Previous methods of diagnosis included HI, complement fixation, neutralization tests, and injecting the serum of infected individuals into mice. However, new research has introduced more efficient methods to diagnose KFDV. These methods include: nested RT-PCR, TaqMan-based real-time RT-PCR, and immunoglobin M antibodies detection by ELISA. The two methods involving PCR are able to function by attaching a primer to the NS-5 gene which is highly conserved among the genus to which KFDV belongs. The last method allows for the detections of anti-KFDV antibodies in patients.

A number of various diseases may present with symptoms similar to those caused by a clinical West Nile virus infection. Those causing neuroinvasive disease symptoms include the enterovirus infection and bacterial meningitis. Accounting for differential diagnoses is a crucial step in the definitive diagnosis of WNV infection. Consideration of a differential diagnosis is required when a patient presents with unexplained febrile illness, extreme headache, encephalitis or meningitis. Diagnostic and serologic laboratory testing using polymerase chain reaction (PCR) testing and viral culture of CSF to identify the specific pathogen causing the symptoms, is the only currently available means of differentiating between causes of encephalitis and meningitis.

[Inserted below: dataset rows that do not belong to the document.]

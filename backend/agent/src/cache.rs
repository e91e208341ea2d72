//! Single-slot TTL cache for the latest-topics listing.
//!
//! Expiry is observed lazily when the slot is read; nothing runs in the
//! background. Expired topics are never served.

use std::sync::Arc;

use chrono::{DateTime, Duration, Utc};
use forumlink_core::{CacheStatus, Topic};

/// Topics and their expiry, always stored together.
#[derive(Debug, Clone)]
pub struct CacheEntry {
    pub topics: Arc<Vec<Topic>>,
    pub expires_at: DateTime<Utc>,
}

#[derive(Debug, Clone, PartialEq)]
pub enum CacheLookup {
    Hit(Arc<Vec<Topic>>),
    Miss(MissReason),
}

#[derive(Debug, Clone, Copy, PartialEq, Eq)]
pub enum MissReason {
    Bypassed,
    Empty,
    Expired,
}

#[derive(Debug, Clone, Default)]
pub struct TopicCache {
    slot: Option<CacheEntry>,
}

impl TopicCache {
    pub fn status(&self, now: DateTime<Utc>) -> CacheStatus {
        match &self.slot {
            None => CacheStatus::Empty,
            Some(entry) if now < entry.expires_at => CacheStatus::Valid,
            Some(_) => CacheStatus::Expired,
        }
    }

    /// A hit requires `use_cache` and a slot that has not expired at `now`.
    pub fn get(&self, use_cache: bool, now: DateTime<Utc>) -> CacheLookup {
        if !use_cache {
            return CacheLookup::Miss(MissReason::Bypassed);
        }
        match (&self.slot, self.status(now)) {
            (Some(entry), CacheStatus::Valid) => CacheLookup::Hit(entry.topics.clone()),
            (_, CacheStatus::Expired) => CacheLookup::Miss(MissReason::Expired),
            _ => CacheLookup::Miss(MissReason::Empty),
        }
    }

    /// Replace whatever was cached; the new entry is valid until `now + ttl`,
    /// saturating at the latest representable instant.
    pub fn store(&mut self, topics: Arc<Vec<Topic>>, now: DateTime<Utc>, ttl: Duration) {
        let expires_at = now.checked_add_signed(ttl).unwrap_or(DateTime::<Utc>::MAX_UTC);
        self.slot = Some(CacheEntry { topics, expires_at });
    }

    pub fn topics(&self) -> Option<&Arc<Vec<Topic>>> {
        self.slot.as_ref().map(|e| &e.topics)
    }

    pub fn expiry(&self) -> Option<DateTime<Utc>> {
        self.slot.as_ref().map(|e| e.expires_at)
    }
}

#[cfg(test)]
mod tests {
    use super::*;
    use chrono::TimeZone;

    fn topic(id: u64) -> Topic {
        Topic {
            id,
            title: format!("t{id}"),
            posts_count: 1,
            views: 1,
            like_count: 0,
            created_at: None,
            last_posted_at: None,
            category_id: None,
            slug: String::new(),
            excerpt: String::new(),
        }
    }

    fn t0() -> DateTime<Utc> {
        Utc.with_ymd_and_hms(2024, 1, 1, 0, 0, 0).unwrap()
    }

    #[test]
    fn empty_cache_misses() {
        let cache = TopicCache::default();
        assert_eq!(cache.status(t0()), CacheStatus::Empty);
        assert_eq!(cache.get(true, t0()), CacheLookup::Miss(MissReason::Empty));
        assert!(cache.expiry().is_none());
    }

    #[test]
    fn valid_until_expiry_instant() {
        let mut cache = TopicCache::default();
        cache.store(Arc::new(vec![topic(1)]), t0(), Duration::minutes(5));

        let just_before = t0() + Duration::minutes(5) - Duration::milliseconds(1);
        assert!(matches!(cache.get(true, just_before), CacheLookup::Hit(_)));

        let at_expiry = t0() + Duration::minutes(5);
        assert_eq!(cache.status(at_expiry), CacheStatus::Expired);
        assert_eq!(cache.get(true, at_expiry), CacheLookup::Miss(MissReason::Expired));
    }

    #[test]
    fn bypass_misses_even_when_valid() {
        let mut cache = TopicCache::default();
        cache.store(Arc::new(vec![topic(1)]), t0(), Duration::minutes(5));
        assert_eq!(cache.get(false, t0()), CacheLookup::Miss(MissReason::Bypassed));
    }

    #[test]
    fn store_overwrites_previous_slot() {
        let mut cache = TopicCache::default();
        cache.store(Arc::new(vec![topic(1)]), t0(), Duration::minutes(5));
        let later = t0() + Duration::minutes(10);
        cache.store(Arc::new(vec![topic(2), topic(3)]), later, Duration::minutes(5));

        assert_eq!(cache.topics().unwrap().len(), 2);
        assert_eq!(cache.expiry(), Some(later + Duration::minutes(5)));
        assert_eq!(cache.status(later), CacheStatus::Valid);
    }

    #[test]
    fn oversized_ttl_saturates_instead_of_overflowing() {
        let mut cache = TopicCache::default();
        cache.store(Arc::new(vec![topic(1)]), t0(), Duration::MAX);

        assert_eq!(cache.expiry(), Some(DateTime::<Utc>::MAX_UTC));
        assert_eq!(cache.status(t0() + Duration::days(365)), CacheStatus::Valid);
    }
}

Preliminary diagnosis is often based on the patient's clinical symptoms, places and dates of travel (if patient is from a nonendemic country or area), activities, and epidemiologic history of the location where infection occurred. A recent history of mosquito bites and an acute febrile illness associated with neurologic signs and symptoms should cause clinical suspicion of WNV.

Diagnosis of West Nile virus infections is generally accomplished by serologic testing of blood serum or cerebrospinal fluid (CSF), which is obtained via a lumbar puncture. Initial screening could be done using the ELISA technique detecting immunoglobulins in the sera of the tested individuals.

Typical findings of WNV infection include lymphocytic pleocytosis, elevated protein level, reference glucose and lactic acid levels, and no erythrocytes.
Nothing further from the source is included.